Comparison of derivative-based methods by normalized standard deviation approach for edge detection of gravity anomalies


This paper describes the application of the so-called normalized standard deviation (NSTD) method to detect edges of gravity anomalies. Using derivative-based methods enhances the anomaly edges, leading to significant improvement of the interpretation of the geological features. There are many methods for enhancing the edges, most of which are high-pass filters based on the horizontal or vertical derivatives of gravity data. The normalized standard deviation, a new edge detection filter, is based on the moveable windows through gradient data, i.e. gravity gradient.

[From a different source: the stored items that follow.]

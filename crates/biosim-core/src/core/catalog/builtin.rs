use super::cell_line::{CellLineProfile, CellType};
use super::ligand::LigandProfile;
use super::protein::ProteinProfile;
use super::registry::CatalogData;
use std::collections::BTreeMap;

#[allow(clippy::too_many_arguments)]
fn protein(
    pdb_id: &str,
    name: &str,
    organism: &str,
    resolution: f64,
    binding_site_volume: f64,
    flexibility_score: f64,
    druggability: f64,
    residues: &[&str],
) -> ProteinProfile {
    ProteinProfile {
        pdb_id: pdb_id.to_string(),
        name: name.to_string(),
        organism: organism.to_string(),
        resolution,
        binding_site_volume,
        flexibility_score,
        druggability,
        binding_site_residues: residues.iter().map(|r| r.to_string()).collect(),
    }
}

fn ligand(
    id: &str,
    name: &str,
    smiles: &str,
    molecular_weight: f64,
    log_p: f64,
    (h_bond_donors, h_bond_acceptors): (u32, u32),
    rotatable_bonds: u32,
) -> LigandProfile {
    LigandProfile {
        id: id.to_string(),
        name: name.to_string(),
        smiles: smiles.to_string(),
        molecular_weight,
        log_p,
        h_bond_donors,
        h_bond_acceptors,
        rotatable_bonds,
    }
}

fn sensitivity(entries: [(&str, f64); 5]) -> BTreeMap<String, f64> {
    entries
        .into_iter()
        .map(|(drug, ic50)| (drug.to_string(), ic50))
        .collect()
}

pub(super) fn catalog_data() -> CatalogData {
    let proteins = vec![
        protein(
            "1HVH",
            "HIV-1 Protease",
            "HIV-1",
            1.8,
            450.0,
            0.6,
            0.85,
            &["ILE50", "ASP25", "GLY27", "ALA28", "ASP29", "ASP30"],
        ),
        protein(
            "2OXY",
            "Cyclooxygenase-2",
            "Human",
            2.1,
            520.0,
            0.4,
            0.92,
            &["ARG120", "TYR355", "VAL349", "SER530", "LEU352"],
        ),
        protein(
            "6LU7",
            "SARS-CoV-2 Main Protease",
            "SARS-CoV-2",
            2.16,
            480.0,
            0.5,
            0.88,
            &["HIS41", "CYS145", "MET49", "GLU166", "HIS163"],
        ),
        protein(
            "5R81",
            "EGFR Kinase",
            "Human",
            2.3,
            560.0,
            0.7,
            0.90,
            &["MET793", "LEU718", "VAL726", "ALA743", "LYS745"],
        ),
    ];

    let ligands = vec![
        ligand(
            "aspirin",
            "Aspirin",
            "CC(=O)Oc1ccccc1C(=O)O",
            180.16,
            1.19,
            (1, 4),
            3,
        ),
        ligand(
            "ibuprofen",
            "Ibuprofen",
            "CC(C)Cc1ccc(cc1)C(C)C(=O)O",
            206.28,
            3.97,
            (1, 2),
            4,
        ),
        ligand(
            "remdesivir",
            "Remdesivir",
            "CCC(CC)COC(=O)C(C)NP(=O)(OCC1C(C(C(O1)C#N)(C(=O)OC)C)O)OC2=CC=CC3=C2N=CN=C3N",
            602.58,
            1.9,
            (4, 13),
            14,
        ),
    ];

    let cell_lines = vec![
        CellLineProfile {
            name: "HeLa".to_string(),
            cell_type: CellType::Cancer,
            origin: "Cervical carcinoma".to_string(),
            doubling_time: 24.0,
            adherent: true,
            g1_duration: 10.0,
            s_duration: 8.0,
            g2_duration: 4.0,
            m_duration: 2.0,
            glucose_consumption: 2.5,
            oxygen_consumption: 1.8,
            lactate_production: 3.2,
            drug_sensitivity: sensitivity([
                ("taxol", 8.5),
                ("cisplatin", 12.3),
                ("doxorubicin", 6.7),
                ("gemcitabine", 15.2),
                ("targeted", 20.0),
            ]),
            growth_factor_dependence: 0.6,
            contact_inhibition: 0.2,
        },
        CellLineProfile {
            name: "MCF-7".to_string(),
            cell_type: CellType::Cancer,
            origin: "Breast adenocarcinoma".to_string(),
            doubling_time: 29.0,
            adherent: true,
            g1_duration: 14.0,
            s_duration: 9.0,
            g2_duration: 4.0,
            m_duration: 2.0,
            glucose_consumption: 2.1,
            oxygen_consumption: 1.5,
            lactate_production: 2.8,
            drug_sensitivity: sensitivity([
                ("taxol", 6.2),
                ("cisplatin", 18.5),
                ("doxorubicin", 4.3),
                ("gemcitabine", 22.1),
                ("targeted", 8.5),
            ]),
            growth_factor_dependence: 0.8,
            contact_inhibition: 0.5,
        },
        CellLineProfile {
            name: "A549".to_string(),
            cell_type: CellType::Cancer,
            origin: "Lung carcinoma".to_string(),
            doubling_time: 22.0,
            adherent: true,
            g1_duration: 9.0,
            s_duration: 7.0,
            g2_duration: 4.0,
            m_duration: 2.0,
            glucose_consumption: 2.8,
            oxygen_consumption: 2.1,
            lactate_production: 3.5,
            drug_sensitivity: sensitivity([
                ("taxol", 10.5),
                ("cisplatin", 15.8),
                ("doxorubicin", 8.9),
                ("gemcitabine", 12.3),
                ("targeted", 25.0),
            ]),
            growth_factor_dependence: 0.7,
            contact_inhibition: 0.3,
        },
        CellLineProfile {
            name: "HEK293".to_string(),
            cell_type: CellType::Normal,
            origin: "Embryonic kidney".to_string(),
            doubling_time: 20.0,
            adherent: true,
            g1_duration: 8.0,
            s_duration: 7.0,
            g2_duration: 3.0,
            m_duration: 2.0,
            glucose_consumption: 1.8,
            oxygen_consumption: 1.3,
            lactate_production: 2.0,
            drug_sensitivity: sensitivity([
                ("taxol", 15.0),
                ("cisplatin", 25.0),
                ("doxorubicin", 18.0),
                ("gemcitabine", 30.0),
                ("targeted", 50.0),
            ]),
            growth_factor_dependence: 0.5,
            contact_inhibition: 0.7,
        },
    ];

    CatalogData {
        proteins,
        ligands,
        cell_lines,
    }
}
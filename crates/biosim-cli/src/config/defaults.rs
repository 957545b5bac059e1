use biosim::core::dynamics::environment::EnvironmentTolerances;
use biosim::core::dynamics::metabolism::MediumConfig;
use biosim::core::response::DEFAULT_HILL_COEFFICIENT;
use biosim::engine::config::{DEFAULT_NUM_MODES, MAX_NUM_MODES};

pub struct DefaultsConfig {
    pub num_modes: usize,
    pub max_modes: usize,
    pub max_steps: u64,
    pub max_substep: f64,
    pub max_integration_steps: u64,
    pub max_population: usize,
    pub base_death_rate: f64,
    pub record_metabolism: bool,
    pub record_phases: bool,
    pub tolerances: EnvironmentTolerances,
    pub medium: MediumConfig,
    pub hill_coefficient: f64,
}

impl Default for DefaultsConfig {
    fn default() -> Self {
        Self {
            num_modes: DEFAULT_NUM_MODES,
            max_modes: MAX_NUM_MODES,
            max_steps: 5000,
            max_substep: 0.25,
            max_integration_steps: 20_000,
            max_population: 20_000,
            base_death_rate: 0.002,
            record_metabolism: true,
            record_phases: true,
            tolerances: EnvironmentTolerances::default(),
            medium: MediumConfig::default(),
            hill_coefficient: DEFAULT_HILL_COEFFICIENT,
        }
    }
}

The NSTD method (as an equation of the ratio of the related normalized standard deviations of the gravity data gradients) along with comparable techniques, including analytic signal, total horizontal derivative (THD), tilt angle, total horizontal derivative of tilt angle (THDT) and theta map, are examined for noise-free and noise-added synthetic data. The aim is to demonstrate the suitability of the NSTD in edge enhancement. Having obtained satisfactory results, the methods are applied successfully to the real gravity data of Dehloran Bitumen and the Karst zones in SabzKoh. The main aim of the edge detection methods in our study is to determine the appropriate locations of exploratory drillings in gravity prospect. It is demonstrated that suitable locations are determined based on these methods.